PROVIDED ENTRIES section start

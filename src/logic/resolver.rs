//! Team references: parsing and resolution to a concrete team.
//!
//! Grammar:
//! - `"<match id>"`: winner of that match.
//! - `"<group>:<n>"`: team ranked n-th (1-based) in a complete group.
//! - `"T:<group>/<group>/..."`: best third-placed team among the listed (complete) groups that no
//!   other fixture of the same round already holds.
//!
//! Resolution returns `Ok(None)` while prerequisite results are missing. Malformed strings and
//! references to unknown groups or matches are errors.

use crate::logic::classifier::group_complete;
use crate::logic::standings::build_table;
use crate::logic::third_place::THIRD_PLACE;
use crate::logic::tiebreak::{rank, RankMode};
use crate::models::{
    GameMatch, Group, GroupId, MatchId, Outcome, Side, TeamId, Tournament, TournamentError,
    THIRD_PLACED_GROUP_ID,
};
use std::str::FromStr;

const GROUP_SEPARATOR: char = ':';
const THIRD_PLACE_GROUP_SEPARATOR: char = '/';

/// Parsed team reference of a knockout slot.
#[derive(Clone, Debug, Eq, PartialEq)]
pub enum Reference {
    MatchWinner(MatchId),
    GroupPosition { group: GroupId, position: usize },
    ThirdPlaced(Vec<GroupId>),
}

impl FromStr for Reference {
    type Err = TournamentError;

    fn from_str(s: &str) -> Result<Self, Self::Err> {
        let malformed = || TournamentError::MalformedReference(s.to_string());
        if s.is_empty() || s.chars().any(char::is_whitespace) {
            return Err(malformed());
        }

        let Some((left, right)) = s.split_once(GROUP_SEPARATOR) else {
            if s.contains(THIRD_PLACE_GROUP_SEPARATOR) {
                return Err(malformed());
            }
            return Ok(Reference::MatchWinner(s.to_string()));
        };
        if left.is_empty() || right.is_empty() || left.contains(THIRD_PLACE_GROUP_SEPARATOR) {
            return Err(malformed());
        }

        if left == THIRD_PLACED_GROUP_ID {
            let groups: Vec<GroupId> = right
                .split(THIRD_PLACE_GROUP_SEPARATOR)
                .map(str::to_string)
                .collect();
            if groups
                .iter()
                .any(|g| g.is_empty() || g.contains(GROUP_SEPARATOR))
            {
                return Err(malformed());
            }
            return Ok(Reference::ThirdPlaced(groups));
        }

        match right.parse::<usize>() {
            Ok(position) if position > 0 => Ok(Reference::GroupPosition {
                group: left.to_string(),
                position,
            }),
            _ => Err(malformed()),
        }
    }
}

/// The knockout slot a reference is being resolved for.
#[derive(Clone, Copy, Debug, Eq, PartialEq)]
pub struct Slot<'a> {
    pub match_id: &'a str,
    pub side: Side,
}

/// Resolve `reference` for `slot` against the current tournament state.
///
/// A winner reference reads the slots the referenced match holds now, so that match must be
/// resolved first. [`recompute`](crate::logic::recompute) orders knockout matches accordingly.
pub fn resolve(
    tournament: &Tournament,
    reference: &str,
    slot: Slot<'_>,
) -> Result<Option<TeamId>, TournamentError> {
    match reference.parse::<Reference>()? {
        Reference::MatchWinner(id) => match_winner(tournament, &id),
        Reference::GroupPosition { group, position } => {
            group_position(tournament, &group, position)
        }
        Reference::ThirdPlaced(groups) => third_placed(tournament, &groups, slot),
    }
}

fn match_winner(tournament: &Tournament, id: &str) -> Result<Option<TeamId>, TournamentError> {
    let m = tournament
        .get_match(id)
        .ok_or_else(|| TournamentError::UnknownMatch(id.to_string()))?;
    let Some(outcome) = m.scoreboard.outcome() else {
        return Ok(None);
    };
    let (Some(home), Some(away)) = (slot_team(m, Side::Home), slot_team(m, Side::Away)) else {
        return Ok(None);
    };

    Ok(match outcome {
        Outcome::Home => Some(home),
        Outcome::Away => Some(away),
        Outcome::Draw => {
            log::debug!("match {} ended level, no winner", id);
            None
        }
    })
}

/// Team on one side of `m`: the fixed team of a group match, or the current slot of a knockout
/// match.
fn slot_team(m: &GameMatch, side: Side) -> Option<TeamId> {
    if m.is_group_match() {
        return Some(m.team_references.get(side).clone());
    }
    m.teams.get(side).clone()
}

fn group_position(
    tournament: &Tournament,
    group_id: &str,
    position: usize,
) -> Result<Option<TeamId>, TournamentError> {
    let group = tournament
        .group(group_id)
        .ok_or_else(|| TournamentError::UnknownGroup(group_id.to_string()))?;
    if position > group.teams.len() {
        return Err(TournamentError::TablePositionOutOfRange {
            group: group.id.clone(),
            position,
        });
    }
    if !group_complete(&tournament.matches, group_id) {
        return Ok(None);
    }
    let table = build_table(group, &tournament.matches);
    Ok(table.get(position - 1).map(|line| line.team.clone()))
}

fn third_placed(
    tournament: &Tournament,
    group_ids: &[GroupId],
    slot: Slot<'_>,
) -> Result<Option<TeamId>, TournamentError> {
    let mut groups = group_ids
        .iter()
        .map(|id| {
            tournament
                .groups
                .iter()
                .enumerate()
                .find(|(_, g)| &g.id == id)
                .ok_or_else(|| TournamentError::UnknownGroup(id.clone()))
        })
        .collect::<Result<Vec<_>, _>>()?;
    // Level thirds fall back to tournament group order, not the order listed in the reference.
    groups.sort_by_key(|&(index, _)| index);
    let groups: Vec<&Group> = groups.into_iter().map(|(_, g)| g).collect();
    if let Some(short) = groups.iter().find(|g| g.teams.len() < THIRD_PLACE) {
        return Err(TournamentError::TablePositionOutOfRange {
            group: short.id.clone(),
            position: THIRD_PLACE,
        });
    }
    if !groups
        .iter()
        .all(|g| group_complete(&tournament.matches, &g.id))
    {
        return Ok(None);
    }

    let pool = groups
        .iter()
        .filter_map(|g| {
            build_table(g, &tournament.matches)
                .into_iter()
                .nth(THIRD_PLACE - 1)
        })
        .collect();
    let pool = rank(pool, RankMode::CrossGroup, &tournament.matches);

    let claimed = claimed_in_round(tournament, slot)?;
    let pick = pool
        .into_iter()
        .map(|line| line.team)
        .find(|team| !claimed.contains(team));
    if pick.is_none() {
        log::debug!(
            "no unclaimed third-placed team among {:?} for {} {}",
            group_ids,
            slot.match_id,
            slot.side
        );
    }
    Ok(pick)
}

/// Teams currently held by every other slot of the same round as `slot`.
fn claimed_in_round(
    tournament: &Tournament,
    slot: Slot<'_>,
) -> Result<Vec<TeamId>, TournamentError> {
    let own = tournament
        .get_match(slot.match_id)
        .ok_or_else(|| TournamentError::UnknownMatch(slot.match_id.to_string()))?;
    let claimed = tournament
        .matches
        .iter()
        .filter(|m| m.category == own.category)
        .flat_map(|m| Side::BOTH.into_iter().map(move |side| (m, side)))
        .filter(|(m, side)| !(m.id == slot.match_id && *side == slot.side))
        .filter_map(|(m, side)| m.teams.get(side).clone())
        .collect();
    Ok(claimed)
}
//! Snapshot persistence (JSON) and result import (CSV) for the host.

use crate::logic::set_score_periods;
use crate::models::{Score, Tournament, TournamentError};
use serde::Deserialize;
use std::collections::HashMap;
use std::path::Path;

/// Errors loading, saving or importing tournament data.
#[derive(Debug)]
pub enum SnapshotError {
    Io(std::io::Error),
    Json(serde_json::Error),
    Csv(csv::Error),
    /// Snapshot parsed but is inconsistent.
    Invalid(TournamentError),
}

impl std::fmt::Display for SnapshotError {
    fn fmt(&self, f: &mut std::fmt::Formatter<'_>) -> std::fmt::Result {
        match self {
            SnapshotError::Io(e) => write!(f, "I/O error: {}", e),
            SnapshotError::Json(e) => write!(f, "Invalid snapshot JSON: {}", e),
            SnapshotError::Csv(e) => write!(f, "Invalid results CSV: {}", e),
            SnapshotError::Invalid(e) => write!(f, "Inconsistent snapshot: {}", e),
        }
    }
}

impl std::error::Error for SnapshotError {
    fn source(&self) -> Option<&(dyn std::error::Error + 'static)> {
        match self {
            SnapshotError::Io(e) => Some(e),
            SnapshotError::Json(e) => Some(e),
            SnapshotError::Csv(e) => Some(e),
            SnapshotError::Invalid(e) => Some(e),
        }
    }
}

impl From<std::io::Error> for SnapshotError {
    fn from(e: std::io::Error) -> Self {
        SnapshotError::Io(e)
    }
}

impl From<serde_json::Error> for SnapshotError {
    fn from(e: serde_json::Error) -> Self {
        SnapshotError::Json(e)
    }
}

impl From<csv::Error> for SnapshotError {
    fn from(e: csv::Error) -> Self {
        SnapshotError::Csv(e)
    }
}

impl From<TournamentError> for SnapshotError {
    fn from(e: TournamentError) -> Self {
        SnapshotError::Invalid(e)
    }
}

/// Parse and validate a JSON snapshot. Tables and the third-place pool are left for
/// `recompute` to rebuild.
pub fn parse_snapshot(json: &str) -> Result<Tournament, SnapshotError> {
    let tournament: Tournament = serde_json::from_str(json)?;
    tournament.validate()?;
    Ok(tournament)
}

/// Load and validate a JSON snapshot file.
pub fn load_snapshot(path: &Path) -> Result<Tournament, SnapshotError> {
    let json = std::fs::read_to_string(path)?;
    parse_snapshot(&json)
}

/// Write the snapshot as pretty JSON. The third-place pool is not written.
pub fn save_snapshot(tournament: &Tournament, path: &Path) -> Result<(), SnapshotError> {
    let json = serde_json::to_string_pretty(tournament)?;
    std::fs::write(path, json)?;
    Ok(())
}

/// One scoreboard period in a results file.
#[derive(Debug, Deserialize)]
struct PeriodRecord {
    match_id: String,
    home: u32,
    away: u32,
}

/// Import results from CSV with header `match_id,home,away`, one row per period.
///
/// Every match listed gets its periods replaced by its rows, in file order. Nothing is applied
/// unless the whole file parses and every match exists. Returns the number of matches updated.
pub fn import_results_csv<R: std::io::Read>(
    tournament: &mut Tournament,
    reader: R,
) -> Result<usize, SnapshotError> {
    let mut rdr = csv::ReaderBuilder::new()
        .has_headers(true)
        .trim(csv::Trim::All)
        .from_reader(reader);

    let mut order: Vec<String> = Vec::new();
    let mut periods: HashMap<String, Vec<Score>> = HashMap::new();
    for record in rdr.deserialize() {
        let record: PeriodRecord = record?;
        if tournament.get_match(&record.match_id).is_none() {
            return Err(TournamentError::UnknownMatch(record.match_id).into());
        }
        let entry = periods.entry(record.match_id.clone()).or_insert_with(|| {
            order.push(record.match_id.clone());
            Vec::new()
        });
        entry.push(Score::new(record.home, record.away));
    }

    for match_id in &order {
        let scores = periods.remove(match_id).unwrap_or_default();
        set_score_periods(tournament, match_id, scores)?;
    }
    log::info!("imported results for {} match(es)", order.len());
    Ok(order.len())
}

PROVIDED ENTRIES section end

» **TASK PROMPT**
Only a number is wanted here: how many lines of the records above hold the word "entry".

» **OUTPUT OF THE EXERCISE**
2